WHEN A city resident brought a mutilated shikra, a small hawk-like predatory bird, to prosthetist Karan Bir Singh, he was unsure of what was expected of him to aid the suffering bird of prey. “We work on creating artificial limbs for humans. At the most we have done some work for pet dogs and a few cows. But to create prosthetic legs for a bird was a new ball game altogether,” Singh says.
A month on, the bird is able to stand up on her two new prosthetic legs without stumbling. “It will still take some time to rehabilitate the shikra to the extent that she can walk and fly with ease, but at least there is some hope for her survival now,” Singh says.
The shikra was brought to Singh’s artificial limb centre by Jeet Brar, a businessman and a passionate animal lover. “The bird had been electrocuted we assume and fallen next to my house. Her legs were mutilated and mangled and she was unable to stand, let alone fly or hunt,” Brar says. Unable to leave the bird to its fate, Brar took the injured shikra to a local vet who told him that it wouldn’t be able to survive in the wild for a day.
“He told me make sure we feed the bird and let her heal for a bit. First we thought only one leg of the bird was missing, but later found that the other will be separated from its body as it had been badly electrocuted,” Brar says.
After the bird recuperated a little, Brar was referred to Singh’s clinic by the veterinarian he had been consulting. “I had no clue how people knew to send the bird to us, but we took it upon us to design prosthetic legs for it even though we were not sure how we would be able to do it,” Singh says. After Brar’s first visit to the clinic, doctors and experts at the clinic began working on the novel challenge of designing prosthetics for a small, light-boned creature.

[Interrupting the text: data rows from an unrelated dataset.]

//! Gamedock agent daemon.
//!
//! Loads configuration, establishes the device identity, and runs the
//! TCP server until the process is stopped. There is no interactive
//! surface; everything else happens over the wire or through the
//! observer event queues.

use std::path::PathBuf;

use anyhow::Context;
use clap::Parser;
use tracing_subscriber::EnvFilter;

use gamedock_core::{AgentConfig, AgentIdentity, AgentServer, AgentState, TokenStore};

/// Gamedock device agent.
#[derive(Parser)]
#[command(name = "gamedock-agentd")]
#[command(author, version, about, long_about = None)]
struct Cli {
    /// Configuration file path (defaults to <state-dir>/agent.toml)
    #[arg(short, long)]
    config: Option<PathBuf>,

    /// State directory for configuration and the hub store
    #[arg(short, long)]
    state_dir: Option<PathBuf>,

    /// Log level filter (overridden by RUST_LOG)
    #[arg(short, long, default_value = "info")]
    log_level: String,
}

#[tokio::main]
async fn main() -> anyhow::Result<()> {
    let cli = Cli::parse();

    tracing_subscriber::fmt()
        .with_env_filter(
            EnvFilter::try_from_default_env()
                .unwrap_or_else(|_| EnvFilter::new(cli.log_level.clone())),
        )
        .init();

    let state_dir = cli.state_dir.unwrap_or_else(AgentConfig::default_state_dir);
    let config_path = cli.config.unwrap_or_else(|| state_dir.join("agent.toml"));

    let mut config =
        AgentConfig::load_or_default(&config_path).context("failed to load configuration")?;
    config.validate().context("invalid configuration")?;

    let identity = AgentIdentity::ensure(&mut config, &config_path)
        .context("failed to establish agent identity")?;
    tracing::info!(
        agent_id = %identity.id,
        name = %identity.name,
        platform = %identity.platform,
        "agent identity loaded"
    );

    let store =
        TokenStore::open(state_dir.join("hubs.json")).context("failed to open hub store")?;
    tracing::info!(paired_hubs = store.len(), "hub store loaded");

    let state = std::sync::Arc::new(AgentState::new(config, identity, store));
    let server = AgentServer::bind(state)
        .await
        .context("failed to start listener")?;

    let handle = server.handle();
    let ad = handle.advertisement();
    tracing::info!(port = ad.port, "ready for discovery advertisement");

    server.run().await;
    Ok(())
}
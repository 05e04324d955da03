//! In-memory transport for unit tests.

use std::cell::RefCell;
use std::collections::VecDeque;

use serde_json::Value;

use crate::auth::Credentials;
use crate::client::TestRailClient;
use crate::http::{HttpRequest, HttpResponse, Transport, TransportError};

pub(crate) type Reply = Result<HttpResponse, TransportError>;

/// Records every request and answers from a queue; an empty queue answers
/// 200 with an empty body.
#[derive(Default)]
pub(crate) struct MockTransport {
    requests: RefCell<Vec<HttpRequest>>,
    replies: RefCell<VecDeque<Reply>>,
}

impl MockTransport {
    pub(crate) fn with_responses(replies: Vec<Reply>) -> Self {
        Self {
            requests: RefCell::new(Vec::new()),
            replies: RefCell::new(replies.into()),
        }
    }

    pub(crate) fn requests(&self) -> Vec<HttpRequest> {
        self.requests.borrow().clone()
    }

    pub(crate) fn last_request(&self) -> HttpRequest {
        self.requests.borrow().last().cloned().expect("no request was sent")
    }
}

impl Transport for MockTransport {
    fn execute(&self, request: &HttpRequest) -> Result<HttpResponse, TransportError> {
        self.requests.borrow_mut().push(request.clone());
        self.replies
            .borrow_mut()
            .pop_front()
            .unwrap_or_else(|| status(200, ""))
    }
}

pub(crate) fn client_with(transport: MockTransport) -> TestRailClient<MockTransport> {
    TestRailClient::with_transport("https://tr.example", Credentials::new("alice", "k1"), transport)
}

pub(crate) fn status(code: u16, body: &str) -> Reply {
    Ok(HttpResponse {
        status: code,
        headers: Vec::new(),
        body: body.to_string(),
    })
}

pub(crate) fn ok(body: Value) -> Reply {
    status(200, &body.to_string())
}
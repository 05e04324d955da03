//! Test cases.

use serde_json::Value;

use crate::client::TestRailClient;
use crate::error::Result;
use crate::http::Transport;
use crate::types::{JsonObject, ResourceId};

impl<T: Transport> TestRailClient<T> {
    /// Get a test case by ID.
    pub fn get_case(&self, case_id: ResourceId) -> Result<Value> {
        self.get(&format!("get_case/{case_id}"))
    }

    /// Get all test cases of a project, optionally narrowed to one suite.
    pub fn get_cases(&self, project_id: ResourceId, suite_id: Option<ResourceId>) -> Result<Value> {
        let mut params = JsonObject::new();
        if let Some(suite_id) = suite_id {
            params.insert("suite_id".to_string(), suite_id.into());
        }
        self.get_with(&format!("get_cases/{project_id}"), &params)
    }

    /// Add a test case to a section.
    pub fn add_case(&self, section_id: ResourceId, data: &JsonObject) -> Result<Value> {
        self.post(&format!("add_case/{section_id}"), Some(data))
    }

    pub fn update_case(&self, case_id: ResourceId, data: &JsonObject) -> Result<Value> {
        self.post(&format!("update_case/{case_id}"), Some(data))
    }

    pub fn delete_case(&self, case_id: ResourceId) -> Result<Value> {
        self.post(&format!("delete_case/{case_id}"), None)
    }
}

“Before we began any other work, we had to identify the exact species of the bird, because that would allow us to approximate the length of its leg and the angle at which its joints are placed. We needed to study its anatomy to understand how to make a prosthetic work,” Singh says.
The prosthetist consulted a local bird expert who told them the bird was a shikra. Since both legs of the bird had been severed by the time it reached the clinic, Singh and his team did not have a sample to mimic the structure of prosthetic leg from. “If one of its legs was in place, we could have just mimicked the length and angles and shape. But since both were not there, we had to study and research to figure out the length and angles at which the prosthetic leg will be set,” Singh says.
Another challenge for Singh’s team was to find material which could match the bone density of the bird. “We decided to use thermoplastic sheets that we import from the US for creating limbs for infants. The sheet is light and can be easily moulded to match the shape needed. We further reinforced this with aluminium so that the bird’s legs would be strong yet light enough for it to fly,” Singh says.
After a few consultations which included discussions and a few rounds of testing different versions of the prosthetics, the team of experts was able to model limbs on which the bird could stand perfectly. “We had found the perfect angle at which the joints had to be placed because the bird was able to stand perfectly. Immediately we also saw this change in the bird’s demeanor, because instead of being agitated and confused, it became more calm and quiet for a few seconds,” Singh says.
Apart from standing and walking, the shikra needs its legs to catch prey with. “Once it gets used to the legs, it can use the prosthetic claws to hold and press down its prey with, even though the process wouldn’t be as easy as was for the bird before,” Singh says. The bird will need more sitting and practice with the prosthetic legs before it can finally be left on its own. “Right now it is still confused and shaken, unsure of what we did to it. But hopefully soon it will be back to normal and we can restore it to its habitat,” says Brar, who intends to take care of the bird until it learns to use its new legs.